→ **Records supplied**
______

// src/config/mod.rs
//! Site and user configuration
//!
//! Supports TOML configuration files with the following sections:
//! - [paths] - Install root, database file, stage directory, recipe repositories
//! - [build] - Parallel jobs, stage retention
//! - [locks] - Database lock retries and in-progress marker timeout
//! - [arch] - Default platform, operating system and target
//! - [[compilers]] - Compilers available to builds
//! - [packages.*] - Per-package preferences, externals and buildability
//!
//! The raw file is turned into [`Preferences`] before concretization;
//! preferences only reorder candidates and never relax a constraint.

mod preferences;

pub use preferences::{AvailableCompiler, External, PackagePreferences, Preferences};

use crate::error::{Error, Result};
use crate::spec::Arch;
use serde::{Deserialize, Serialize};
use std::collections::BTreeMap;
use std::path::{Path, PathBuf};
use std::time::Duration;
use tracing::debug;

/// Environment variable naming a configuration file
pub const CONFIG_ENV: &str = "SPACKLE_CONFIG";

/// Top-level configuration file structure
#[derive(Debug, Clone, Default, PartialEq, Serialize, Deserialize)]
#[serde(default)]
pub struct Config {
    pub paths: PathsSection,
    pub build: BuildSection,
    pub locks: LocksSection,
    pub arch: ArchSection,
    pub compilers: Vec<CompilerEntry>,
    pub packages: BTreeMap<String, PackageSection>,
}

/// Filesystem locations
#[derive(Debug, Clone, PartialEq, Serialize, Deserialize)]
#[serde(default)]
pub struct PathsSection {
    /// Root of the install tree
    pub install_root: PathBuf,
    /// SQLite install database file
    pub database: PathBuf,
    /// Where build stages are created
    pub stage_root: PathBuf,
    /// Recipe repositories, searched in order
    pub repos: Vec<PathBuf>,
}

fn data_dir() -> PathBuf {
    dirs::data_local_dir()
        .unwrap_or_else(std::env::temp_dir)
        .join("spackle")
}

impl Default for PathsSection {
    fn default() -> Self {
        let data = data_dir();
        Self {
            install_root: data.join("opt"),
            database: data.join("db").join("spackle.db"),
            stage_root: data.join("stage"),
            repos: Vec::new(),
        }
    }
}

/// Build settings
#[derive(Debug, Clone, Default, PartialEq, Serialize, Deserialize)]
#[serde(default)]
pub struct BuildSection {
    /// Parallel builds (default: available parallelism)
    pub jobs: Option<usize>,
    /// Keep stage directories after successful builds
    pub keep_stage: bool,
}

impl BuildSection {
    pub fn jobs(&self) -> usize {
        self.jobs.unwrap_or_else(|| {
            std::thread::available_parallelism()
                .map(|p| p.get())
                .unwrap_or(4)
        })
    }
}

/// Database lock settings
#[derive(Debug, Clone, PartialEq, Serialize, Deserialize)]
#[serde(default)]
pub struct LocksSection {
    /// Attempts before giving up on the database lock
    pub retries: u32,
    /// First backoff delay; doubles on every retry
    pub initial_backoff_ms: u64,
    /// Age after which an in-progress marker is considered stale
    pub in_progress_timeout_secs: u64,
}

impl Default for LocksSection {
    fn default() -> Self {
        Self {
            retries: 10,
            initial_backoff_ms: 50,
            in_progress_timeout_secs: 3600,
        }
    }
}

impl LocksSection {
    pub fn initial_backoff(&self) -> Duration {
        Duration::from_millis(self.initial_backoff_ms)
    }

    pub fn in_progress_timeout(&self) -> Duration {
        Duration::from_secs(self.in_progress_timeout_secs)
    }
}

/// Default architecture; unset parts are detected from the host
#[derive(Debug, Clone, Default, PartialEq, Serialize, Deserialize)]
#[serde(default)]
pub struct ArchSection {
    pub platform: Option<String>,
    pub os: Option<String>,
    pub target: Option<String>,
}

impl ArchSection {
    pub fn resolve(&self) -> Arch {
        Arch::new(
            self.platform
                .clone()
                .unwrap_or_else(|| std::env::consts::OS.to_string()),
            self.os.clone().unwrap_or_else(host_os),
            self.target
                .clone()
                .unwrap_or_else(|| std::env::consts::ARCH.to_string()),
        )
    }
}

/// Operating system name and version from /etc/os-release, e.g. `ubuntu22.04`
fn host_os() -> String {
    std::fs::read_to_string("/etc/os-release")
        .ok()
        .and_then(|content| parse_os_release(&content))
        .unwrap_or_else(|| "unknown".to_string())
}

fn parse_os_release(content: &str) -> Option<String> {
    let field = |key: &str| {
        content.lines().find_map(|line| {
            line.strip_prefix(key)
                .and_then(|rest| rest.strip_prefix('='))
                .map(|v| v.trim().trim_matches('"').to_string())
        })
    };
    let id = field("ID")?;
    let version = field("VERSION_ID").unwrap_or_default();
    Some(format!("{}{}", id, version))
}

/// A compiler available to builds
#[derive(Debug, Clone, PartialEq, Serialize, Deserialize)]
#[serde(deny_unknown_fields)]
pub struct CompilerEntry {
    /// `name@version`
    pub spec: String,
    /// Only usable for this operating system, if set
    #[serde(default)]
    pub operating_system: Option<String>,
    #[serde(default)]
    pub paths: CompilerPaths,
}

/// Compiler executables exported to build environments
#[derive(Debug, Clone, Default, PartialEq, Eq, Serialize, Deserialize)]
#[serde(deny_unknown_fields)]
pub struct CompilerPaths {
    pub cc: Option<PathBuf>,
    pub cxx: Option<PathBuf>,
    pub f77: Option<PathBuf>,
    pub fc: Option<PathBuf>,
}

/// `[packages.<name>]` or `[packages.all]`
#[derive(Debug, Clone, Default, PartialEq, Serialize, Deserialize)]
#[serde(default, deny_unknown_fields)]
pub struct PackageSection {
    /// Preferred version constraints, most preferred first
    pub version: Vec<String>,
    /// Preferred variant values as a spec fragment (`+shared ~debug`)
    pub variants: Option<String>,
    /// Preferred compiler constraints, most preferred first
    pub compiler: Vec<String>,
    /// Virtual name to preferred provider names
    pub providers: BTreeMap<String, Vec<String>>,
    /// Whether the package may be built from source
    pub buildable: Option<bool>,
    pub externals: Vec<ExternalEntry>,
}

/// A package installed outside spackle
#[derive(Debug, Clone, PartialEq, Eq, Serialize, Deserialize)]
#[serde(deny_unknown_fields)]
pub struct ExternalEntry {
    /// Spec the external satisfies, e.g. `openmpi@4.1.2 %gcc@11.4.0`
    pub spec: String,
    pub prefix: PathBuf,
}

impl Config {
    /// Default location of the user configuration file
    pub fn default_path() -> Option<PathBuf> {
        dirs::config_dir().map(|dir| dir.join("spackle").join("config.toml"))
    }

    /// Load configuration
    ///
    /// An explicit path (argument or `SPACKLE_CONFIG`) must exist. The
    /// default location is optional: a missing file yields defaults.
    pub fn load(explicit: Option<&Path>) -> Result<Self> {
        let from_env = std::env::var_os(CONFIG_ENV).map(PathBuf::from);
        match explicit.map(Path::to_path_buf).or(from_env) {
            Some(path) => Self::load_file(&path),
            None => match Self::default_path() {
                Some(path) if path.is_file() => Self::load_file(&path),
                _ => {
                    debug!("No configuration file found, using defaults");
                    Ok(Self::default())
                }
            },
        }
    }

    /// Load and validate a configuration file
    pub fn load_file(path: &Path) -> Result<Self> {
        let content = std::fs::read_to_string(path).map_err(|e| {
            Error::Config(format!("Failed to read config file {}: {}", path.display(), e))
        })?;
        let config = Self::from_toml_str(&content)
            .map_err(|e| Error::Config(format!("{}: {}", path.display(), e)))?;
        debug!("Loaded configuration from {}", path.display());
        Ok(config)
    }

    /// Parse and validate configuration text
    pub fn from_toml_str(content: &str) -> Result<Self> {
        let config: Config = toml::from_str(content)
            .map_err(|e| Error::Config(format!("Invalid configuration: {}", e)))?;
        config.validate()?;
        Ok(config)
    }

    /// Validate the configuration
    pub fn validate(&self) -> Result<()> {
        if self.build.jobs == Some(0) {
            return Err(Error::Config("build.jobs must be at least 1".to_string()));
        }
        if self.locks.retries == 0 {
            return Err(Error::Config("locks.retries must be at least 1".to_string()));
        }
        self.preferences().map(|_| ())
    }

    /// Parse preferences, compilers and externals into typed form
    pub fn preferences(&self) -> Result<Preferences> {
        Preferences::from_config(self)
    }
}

______

→ **Problem to solve**
Look above for the line with "let config: Config" and the line with "if self.locks.retries == 0". Retype those two lines and every line between them exactly, adding nothing.

→ **Output of the task**
        let config: Config = toml::from_str(content)
            .map_err(|e| Error::Config(format!("Invalid configuration: {}", e)))?;
        config.validate()?;
        Ok(config)
    }

    /// Validate the configuration
    pub fn validate(&self) -> Result<()> {
        if self.build.jobs == Some(0) {
            return Err(Error::Config("build.jobs must be at least 1".to_string()));
        }
        if self.locks.retries == 0 {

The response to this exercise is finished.